J'étais épuisé des épreuves récentes ; j'ai dit : – « Oui, mère », sans comprendre et parce que je voulais aller jusqu'au bout – avec seulement le sentiment de me jeter dans une nuit obscure.
Je suis sorti ; quand on m'a rappelé, j'ai vu près de ton lit Emmanuèle, la main dans celle de T***. Tous nous nous sommes agenouillés ; nous avons prié. Ma pensée était inerte, – puis tu t'es endormie.
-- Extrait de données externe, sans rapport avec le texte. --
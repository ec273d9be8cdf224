//! In-place record editor.
//!
//! Reads a page of fixed-width records from a seekable file, lets the
//! caller mutate individual records, and writes the page back to the
//! same offset on [`InPlaceEditor::flush`] or before loading the next
//! page. Pairs with [`crate::streaming::buffers::RecordReader`]/
//! [`crate::streaming::buffers::RecordWriter`] for the sequential case;
//! this one is for auxiliary passes that annotate an existing sidecar
//! without rewriting it end to end. Not on the critical cLCP path.

use crate::config::BUFFER_SIZE;
use crate::streaming::buffers::FixedRecord;
use std::io::{Read, Seek, SeekFrom, Write};

pub struct InPlaceEditor<F: Read + Write + Seek, T: FixedRecord> {
    file: F,
    page: Vec<T>,
    page_start: u64,
    page_len: usize,
    dirty: bool,
}

impl<F: Read + Write + Seek, T: FixedRecord> InPlaceEditor<F, T> {
    pub fn new(file: F) -> Self {
        Self {
            file,
            page: vec![T::default(); BUFFER_SIZE],
            page_start: 0,
            page_len: 0,
            dirty: false,
        }
    }

    /// Load the page of up to `BUFFER_SIZE` records starting at
    /// `record_index`, flushing any unwritten edits to the previous page
    /// first. Returns the number of records actually loaded (short at
    /// end of file).
    pub fn load(&mut self, record_index: u64) -> std::io::Result<usize> {
        self.flush()?;
        self.file.seek(SeekFrom::Start(record_index * T::WIDTH as u64))?;
        let mut raw = vec![0u8; BUFFER_SIZE * T::WIDTH];
        let mut filled = 0usize;
        loop {
            let n = self.file.read(&mut raw[filled..])?;
            if n == 0 {
                break;
            }
            filled += n;
            if filled == raw.len() {
                break;
            }
        }
        let count = filled / T::WIDTH;
        for i in 0..count {
            self.page[i] = T::decode(&raw[i * T::WIDTH..(i + 1) * T::WIDTH]);
        }
        self.page_start = record_index;
        self.page_len = count;
        self.dirty = false;
        Ok(count)
    }

    /// The record at `offset` within the currently loaded page.
    pub fn get(&self, offset: usize) -> Option<&T> {
        if offset < self.page_len {
            Some(&self.page[offset])
        } else {
            None
        }
    }

    /// Overwrite the record at `offset` within the currently loaded page;
    /// takes effect on disk at the next [`Self::flush`].
    pub fn set(&mut self, offset: usize, value: T) {
        assert!(offset < self.page_len, "offset {} out of loaded page", offset);
        self.page[offset] = value;
        self.dirty = true;
    }

    /// Write the current page back to its original file offset if it has
    /// unflushed edits.
    pub fn flush(&mut self) -> std::io::Result<()> {
        if !self.dirty || self.page_len == 0 {
            return Ok(());
        }
        self.file.seek(SeekFrom::Start(self.page_start * T::WIDTH as u64))?;
        let mut raw = vec![0u8; self.page_len * T::WIDTH];
        for i in 0..self.page_len {
            self.page[i].encode(&mut raw[i * T::WIDTH..(i + 1) * T::WIDTH]);
        }
        self.file.write_all(&raw)?;
        self.dirty = false;
        Ok(())
    }

    /// Advance the file cursor past `n` records without reading or
    /// mutating them, discarding the currently loaded page.
    pub fn skip(&mut self, n: u64) -> std::io::Result<()> {
        self.flush()?;
        let cur = self.file.stream_position()?;
        self.file.seek(SeekFrom::Start(cur + n * T::WIDTH as u64))?;
        self.page_len = 0;
        Ok(())
    }
}

#[cfg(test)]
mod tests {
    use super::*;
    use crate::types::Len;
    use std::io::Cursor;

    fn seed(values: &[Len]) -> Cursor<Vec<u8>> {
        let mut raw = Vec::new();
        for v in values {
            raw.extend_from_slice(&v.to_le_bytes());
        }
        Cursor::new(raw)
    }

    #[test]
    fn mutated_record_persists_after_flush_and_reload() {
        let file = seed(&[10, 20, 30, 40]);
        let mut editor: InPlaceEditor<_, Len> = InPlaceEditor::new(file);

        let n = editor.load(0).unwrap();
        assert_eq!(n, 4);
        assert_eq!(*editor.get(1).unwrap(), 20);

        editor.set(1, 99);
        editor.flush().unwrap();

        editor.load(0).unwrap();
        assert_eq!(*editor.get(1).unwrap(), 99);
        // Untouched neighbours survive the partial rewrite.
        assert_eq!(*editor.get(0).unwrap(), 10);
        assert_eq!(*editor.get(2).unwrap(), 30);
    }

    #[test]
    fn skip_advances_without_loading() {
        let file = seed(&[1, 2, 3, 4, 5]);
        let mut editor: InPlaceEditor<_, Len> = InPlaceEditor::new(file);

        editor.load(0).unwrap();
        editor.skip(2).unwrap();
        let n = editor.load(2).unwrap();
        assert_eq!(n, 3);
        assert_eq!(*editor.get(0).unwrap(), 3);
    }

    #[test]
    fn unmodified_page_does_not_rewrite_on_flush() {
        let file = seed(&[7, 8]);
        let mut editor: InPlaceEditor<_, Len> = InPlaceEditor::new(file);
        editor.load(0).unwrap();
        editor.flush().unwrap();
        editor.load(0).unwrap();
        assert_eq!(*editor.get(0).unwrap(), 7);
        assert_eq!(*editor.get(1).unwrap(), 8);
    }
}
Après les ennuis cérémonieux qui distraient, nous avons communié ensemble. Emmanuèle était devant moi ; je ne l'ai pas regardée, et pour ne pas penser à elle et m'empêcher de rêver, je répétais : « Puisqu'il faut que je la perde, que je te retrouve au moins, mon Dieu, – et que tu me bénisses d'avoir suivi la route étroite. »
Puis je suis parti ; je viens ici, parce que je ne pouvais pas rester.
Jeudi.
J'ai travaillé pour que l'esprit s'occupe ; c'est dans l'effort qu'il se sent vivre. – Sorti toutes les pages écrites qui me rappellent autrefois. Je les veux toutes relire, les ranger, copier, les revivre. J'en écrirai de nouvelles sur des souvenirs anciens.
Je délivrerai ma pensée de ses rêveries antérieures, pour vivre d'une nouvelle vie ; quand les souvenirs seront dits, mon âme en sera plus légère ; je les arrêterai dans leur fuite : une chose n'est pas tout à fait morte qui n'est pas encore oubliée. Enfin je ne veux pas m'en aller, sans même détourner la tête, de ce qui m'aura tant charmé durant toute ma jeunesse. – Puis pourquoi chercher après coup les raisons d'une volonté prise, comme pour s'excuser de l'avoir ? J'écris parce que j'ai besoin d'écrire – et voilà tout. La volonté qu'on raisonne en devient plus débile : que l'action soit spontanée.
Et c'est bien plutôt, avec l'ambition ravivée, l'idée du livre si longtemps rêvé, d'ALLAIN, qui de nouveau maintenant se réveille.